[How to complete this task] Please retype the data below in full.

■ ■ ■

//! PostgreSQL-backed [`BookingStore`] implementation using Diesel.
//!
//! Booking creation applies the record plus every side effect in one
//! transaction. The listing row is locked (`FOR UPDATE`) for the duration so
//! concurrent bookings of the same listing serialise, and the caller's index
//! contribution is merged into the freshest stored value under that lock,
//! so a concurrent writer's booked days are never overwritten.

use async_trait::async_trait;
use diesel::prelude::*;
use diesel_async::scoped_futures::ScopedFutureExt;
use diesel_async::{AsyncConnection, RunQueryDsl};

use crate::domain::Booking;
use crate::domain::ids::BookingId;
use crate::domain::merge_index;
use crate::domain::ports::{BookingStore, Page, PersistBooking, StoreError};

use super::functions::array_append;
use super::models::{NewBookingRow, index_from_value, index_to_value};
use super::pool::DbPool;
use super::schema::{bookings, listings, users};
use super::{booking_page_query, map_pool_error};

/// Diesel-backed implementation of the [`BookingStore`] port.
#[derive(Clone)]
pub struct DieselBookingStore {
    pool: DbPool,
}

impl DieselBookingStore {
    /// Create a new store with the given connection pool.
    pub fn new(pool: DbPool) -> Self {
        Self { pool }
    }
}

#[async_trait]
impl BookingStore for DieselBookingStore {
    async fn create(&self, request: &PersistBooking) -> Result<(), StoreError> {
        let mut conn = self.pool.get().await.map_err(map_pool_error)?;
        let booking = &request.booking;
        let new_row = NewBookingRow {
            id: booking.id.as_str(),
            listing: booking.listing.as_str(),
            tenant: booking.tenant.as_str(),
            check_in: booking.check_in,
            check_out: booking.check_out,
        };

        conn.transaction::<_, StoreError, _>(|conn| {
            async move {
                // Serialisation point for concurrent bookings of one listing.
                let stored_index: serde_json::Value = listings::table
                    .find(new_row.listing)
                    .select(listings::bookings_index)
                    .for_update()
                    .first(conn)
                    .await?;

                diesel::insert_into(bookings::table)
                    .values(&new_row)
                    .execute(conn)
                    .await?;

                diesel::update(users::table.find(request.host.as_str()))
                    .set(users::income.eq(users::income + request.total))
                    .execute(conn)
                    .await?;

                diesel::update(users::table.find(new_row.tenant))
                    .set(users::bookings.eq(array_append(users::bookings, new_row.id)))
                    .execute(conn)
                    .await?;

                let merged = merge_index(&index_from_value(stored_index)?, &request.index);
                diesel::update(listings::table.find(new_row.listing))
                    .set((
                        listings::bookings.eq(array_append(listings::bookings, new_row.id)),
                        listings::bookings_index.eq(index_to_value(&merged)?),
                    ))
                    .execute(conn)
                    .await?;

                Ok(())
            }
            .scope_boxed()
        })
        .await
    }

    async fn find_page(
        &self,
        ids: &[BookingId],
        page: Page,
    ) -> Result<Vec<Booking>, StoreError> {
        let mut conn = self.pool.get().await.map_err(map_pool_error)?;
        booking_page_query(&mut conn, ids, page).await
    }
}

■ ■ ■

[Result of this task]
//! PostgreSQL-backed [`BookingStore`] implementation using Diesel.
//!
//! Booking creation applies the record plus every side effect in one
//! transaction. The listing row is locked (`FOR UPDATE`) for the duration so
//! concurrent bookings of the same listing serialise, and the caller's index
//! contribution is merged into the freshest stored value under that lock,
//! so a concurrent writer's booked days are never overwritten.

use async_trait::async_trait;
use diesel::prelude::*;
use diesel_async::scoped_futures::ScopedFutureExt;
use diesel_async::{AsyncConnection, RunQueryDsl};

use crate::domain::Booking;
use crate::domain::ids::BookingId;
use crate::domain::merge_index;
use crate::domain::ports::{BookingStore, Page, PersistBooking, StoreError};

use super::functions::array_append;
use super::models::{NewBookingRow, index_from_value, index_to_value};
use super::pool::DbPool;
use super::schema::{bookings, listings, users};
use super::{booking_page_query, map_pool_error};

/// Diesel-backed implementation of the [`BookingStore`] port.
#[derive(Clone)]
pub struct DieselBookingStore {
    pool: DbPool,
}

impl DieselBookingStore {
    /// Create a new store with the given connection pool.
    pub fn new(pool: DbPool) -> Self {
        Self { pool }
    }
}

#[async_trait]
impl BookingStore for DieselBookingStore {
    async fn create(&self, request: &PersistBooking) -> Result<(), StoreError> {
        let mut conn = self.pool.get().await.map_err(map_pool_error)?;
        let booking = &request.booking;
        let new_row = NewBookingRow {
            id: booking.id.as_str(),
            listing: booking.listing.as_str(),
            tenant: booking.tenant.as_str(),
            check_in: booking.check_in,
            check_out: booking.check_out,
        };

        conn.transaction::<_, StoreError, _>(|conn| {
            async move {
                // Serialisation point for concurrent bookings of one listing.
                let stored_index: serde_json::Value = listings::table
                    .find(new_row.listing)
                    .select(listings::bookings_index)
                    .for_update()
                    .first(conn)
                    .await?;

                diesel::insert_into(bookings::table)
                    .values(&new_row)
                    .execute(conn)
                    .await?;

                diesel::update(users::table.find(request.host.as_str()))
                    .set(users::income.eq(users::income + request.total))
                    .execute(conn)
                    .await?;

                diesel::update(users::table.find(new_row.tenant))
                    .set(users::bookings.eq(array_append(users::bookings, new_row.id)))
                    .execute(conn)
                    .await?;

                let merged = merge_index(&index_from_value(stored_index)?, &request.index);
                diesel::update(listings::table.find(new_row.listing))
                    .set((
                        listings::bookings.eq(array_append(listings::bookings, new_row.id)),
                        listings::bookings_index.eq(index_to_value(&merged)?),
                    ))
                    .execute(conn)
                    .await?;

                Ok(())
            }
            .scope_boxed()
        })
        .await
    }

    async fn find_page(
        &self,
        ids: &[BookingId],
        page: Page,
    ) -> Result<Vec<Booking>, StoreError> {
        let mut conn = self.pool.get().await.map_err(map_pool_error)?;
        booking_page_query(&mut conn, ids, page).await
    }
}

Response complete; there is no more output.